Woman Trapped Three Hours in Outback Pit Latrine After Henbury Meteorites Zone Collapse
A woman on a road trip in the Australian outback endured a three-hour ordeal, trapped waist-deep in a collapsed pit latrine at the Henbury Meteorites Conservation Zone, approximately 145km south-west of Alice Springs.
Authorities in the Northern Territory confirmed she was "trapped in the sewage pit for approximately three hours, until [she was] rescued by a local tradesman who happened to be passing by." The woman, travelling with her husband and two children, was returning to Canberra from Darwin when the incident occurred.
An eyewitness described the rescue, stating the woman's husband alerted the tradesman, who then lowered a rope into the pit.
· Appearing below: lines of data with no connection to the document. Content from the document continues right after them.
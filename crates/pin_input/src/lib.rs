//! # pin_input
//!
//! UI-agnostic state machine for segmented PIN/OTP input controls.
//!
//! A PIN input is a fixed number of single-character slots that together hold
//! one logical value. This crate owns that value, the focused slot and the
//! derived completion flag:
//! - [`PinInput`]: the controller; feed it [`PinEvent`]s through [`PinInput::send`]
//! - [`PinInputOptions`]: field count, initial value and form name
//! - [`FocusExecutor`]: capability the integration layer supplies to move real focus
//! - [`PinSnapshot`]: owned, read-only copy of the state for rendering
//!
//! ## Design Principles
//!
//! This crate is intentionally UI-agnostic and does not depend on:
//! - Any DOM, markup or rendering layer
//! - Clipboard or platform APIs
//!
//! Events are processed synchronously and to completion. Effects fire only
//! when a watched value actually changes: focus moves when the cursor moves,
//! and the completion callback runs on the edge from incomplete to complete.

mod error;
mod event;
mod id;
mod machine;
mod options;
mod state;
mod text;
mod traits;

pub use error::PinInputError;
pub use event::{PinEvent, PinEventKind};
pub use id::PinInputId;
pub use machine::PinInput;
pub use options::PinInputOptions;
pub use state::{Mode, PinSnapshot};
pub use traits::{FocusExecutor, FocusRequest};

// Re-export character helpers for integration layers that need to mirror the
// machine's slot semantics (e.g. simulating a host element's raw value).
pub use text::{paste_chars, resolve_next_char, slot_from_str, slot_to_string};

/// Maximum length of a slot element's raw value: the previous character plus
/// the newly typed one.
pub const SLOT_MAX_LENGTH: usize = 2;
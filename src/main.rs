//! pinfield: replay a PIN input scenario against a headless document and
//! print the control's state after every step.

mod scenario;

use anyhow::{Context, Result};
use clap::Parser;
use pin_dom::{HeadlessDocument, connect};
use pin_input::{PinInput, PinInputId, PinSnapshot};
use scenario::Scenario;
use std::cell::RefCell;
use std::path::PathBuf;
use std::rc::Rc;
use tracing_subscriber::EnvFilter;

#[global_allocator]
static GLOBAL: mimalloc::MiMalloc = mimalloc::MiMalloc;

#[derive(Parser)]
#[command(name = "pinfield")]
#[command(about = "Replay a PIN input scenario headlessly")]
#[command(version)]
struct Cli {
    /// Scenario file (TOML)
    scenario: PathBuf,

    /// Override the scenario's number of fields
    #[arg(long)]
    fields: Option<usize>,

    /// Override the scenario's form field name
    #[arg(long)]
    name: Option<String>,
}

fn init_logging() {
    let filter = EnvFilter::try_from_default_env().unwrap_or_else(|_| EnvFilter::new("info"));
    tracing_subscriber::fmt()
        .with_env_filter(filter)
        .with_writer(std::io::stderr)
        .with_target(true)
        .init();
}

fn render(snap: &PinSnapshot) -> String {
    let slots: Vec<&str> = snap
        .value
        .iter()
        .map(|s| if s.is_empty() { "_" } else { s.as_str() })
        .collect();
    format!(
        "[{}] focus={} mode={:?} complete={}",
        slots.join(" "),
        snap.focused_index_raw(),
        snap.mode,
        snap.is_complete
    )
}

fn main() -> Result<()> {
    let cli = Cli::parse();
    init_logging();

    let mut scenario = Scenario::load(&cli.scenario)?;
    if let Some(fields) = cli.fields {
        scenario.pin_input.num_of_fields = fields;
    }
    if let Some(name) = cli.name {
        scenario.pin_input.name = Some(name);
    }

    let completions = Rc::new(RefCell::new(Vec::new()));
    let sink = Rc::clone(&completions);
    let pin = PinInput::new(scenario.pin_input)
        .context("invalid [pin_input] options")?
        .with_id(PinInputId::from_raw(1))
        .with_on_complete(move |value| sink.borrow_mut().push(value));
    let mut doc = HeadlessDocument::new(pin);

    log::info!(
        "replaying {} steps from {}",
        scenario.steps.len(),
        cli.scenario.display()
    );
    println!("start: {}", render(&doc.snapshot()));

    for (n, step) in scenario.steps.iter().enumerate() {
        step.apply(&mut doc);
        println!("{:>3} {step}: {}", n + 1, render(&doc.snapshot()));
        for value in completions.borrow_mut().drain(..) {
            println!("    on_complete({})", value.concat());
        }
    }

    let api = connect(doc.pin());
    for props in api.all_input_props() {
        log::debug!("{:?}", props.attributes());
    }
    match doc.submit() {
        Some((name, value)) => println!("submit: {name}={value}"),
        None => println!("submit: <unnamed control, nothing submitted>"),
    }
    Ok(())
}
The tradesman reportedly used his vehicle to extract the woman, a process that took over 45 minutes. The pit contained "literal nappies", excrement, and urine, according to the eyewitness.
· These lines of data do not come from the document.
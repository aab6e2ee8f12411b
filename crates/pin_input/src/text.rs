//! Character-level helpers for slot values.
//!
//! These functions are pure and operate on `char`s (Unicode scalar values),
//! never on byte offsets, so a slot always holds a whole character.

/// Parse a slot value: empty string is an empty slot, a single character is
/// that character, anything longer is rejected.
///
/// # Examples
///
/// ```
/// use pin_input::slot_from_str;
///
/// assert_eq!(slot_from_str(""), Some(None));
/// assert_eq!(slot_from_str("€"), Some(Some('€')));
/// assert_eq!(slot_from_str("12"), None);
/// ```
pub fn slot_from_str(s: &str) -> Option<Option<char>> {
    let mut chars = s.chars();
    match (chars.next(), chars.next()) {
        (None, _) => Some(None),
        (Some(c), None) => Some(Some(c)),
        _ => None,
    }
}

/// Render a slot as the string the rendering layer shows.
pub fn slot_to_string(slot: Option<char>) -> String {
    slot.map(String::from).unwrap_or_default()
}

/// Work out which character the user just typed into a slot.
///
/// The backing element keeps its previous character until overwritten, so a
/// change event may report two characters: the old one followed by the new
/// one (caret after the old char) or the new one followed by the old one
/// (caret before it). The old character is located without cursor
/// introspection:
///
/// - `existing` equals the first char: the second char is new. A single
///   unchanged char resolves to itself.
/// - `existing` equals the second char: the first char is new.
/// - otherwise the incoming value replaces the slot; if it still holds more
///   than one char the last one wins.
///
/// An empty `incoming` clears the slot.
///
/// # Examples
///
/// ```
/// use pin_input::resolve_next_char;
///
/// assert_eq!(resolve_next_char(None, "2"), Some('2'));
/// assert_eq!(resolve_next_char(Some('2'), "29"), Some('9'));
/// assert_eq!(resolve_next_char(Some('2'), "92"), Some('9'));
/// assert_eq!(resolve_next_char(Some('2'), "22"), Some('2'));
/// assert_eq!(resolve_next_char(Some('2'), ""), None);
/// ```
pub fn resolve_next_char(existing: Option<char>, incoming: &str) -> Option<char> {
    let mut chars = incoming.chars();
    let first = chars.next()?;
    let second = chars.next();

    match existing {
        Some(old) if old == first => Some(second.unwrap_or(first)),
        Some(old) if second == Some(old) => Some(first),
        _ => incoming.chars().next_back(),
    }
}

/// Characters a paste distributes across slots: the trimmed text, cut to at
/// most `num_of_fields` characters.
///
/// # Examples
///
/// ```
/// use pin_input::paste_chars;
///
/// assert_eq!(paste_chars(" 1234extra", 4), vec!['1', '2', '3', '4']);
/// assert_eq!(paste_chars("12", 4), vec!['1', '2']);
/// assert!(paste_chars("   ", 4).is_empty());
/// ```
pub fn paste_chars(text: &str, num_of_fields: usize) -> Vec<char> {
    text.trim().chars().take(num_of_fields).collect()
}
The woman received hospital treatment for minor injuries. NT WorkSafe, the territory's workplace health and safety regulator, has launched an investigation after being notified by the agency managing the Henbury conservation zone.
This incident is not isolated. In July 2024, a man required rescue from a pit toilet in Indigo Valley, Victoria. Furthermore, in 2012, a 65-year-old woman in central Queensland fractured her leg after falling into a similar latrine.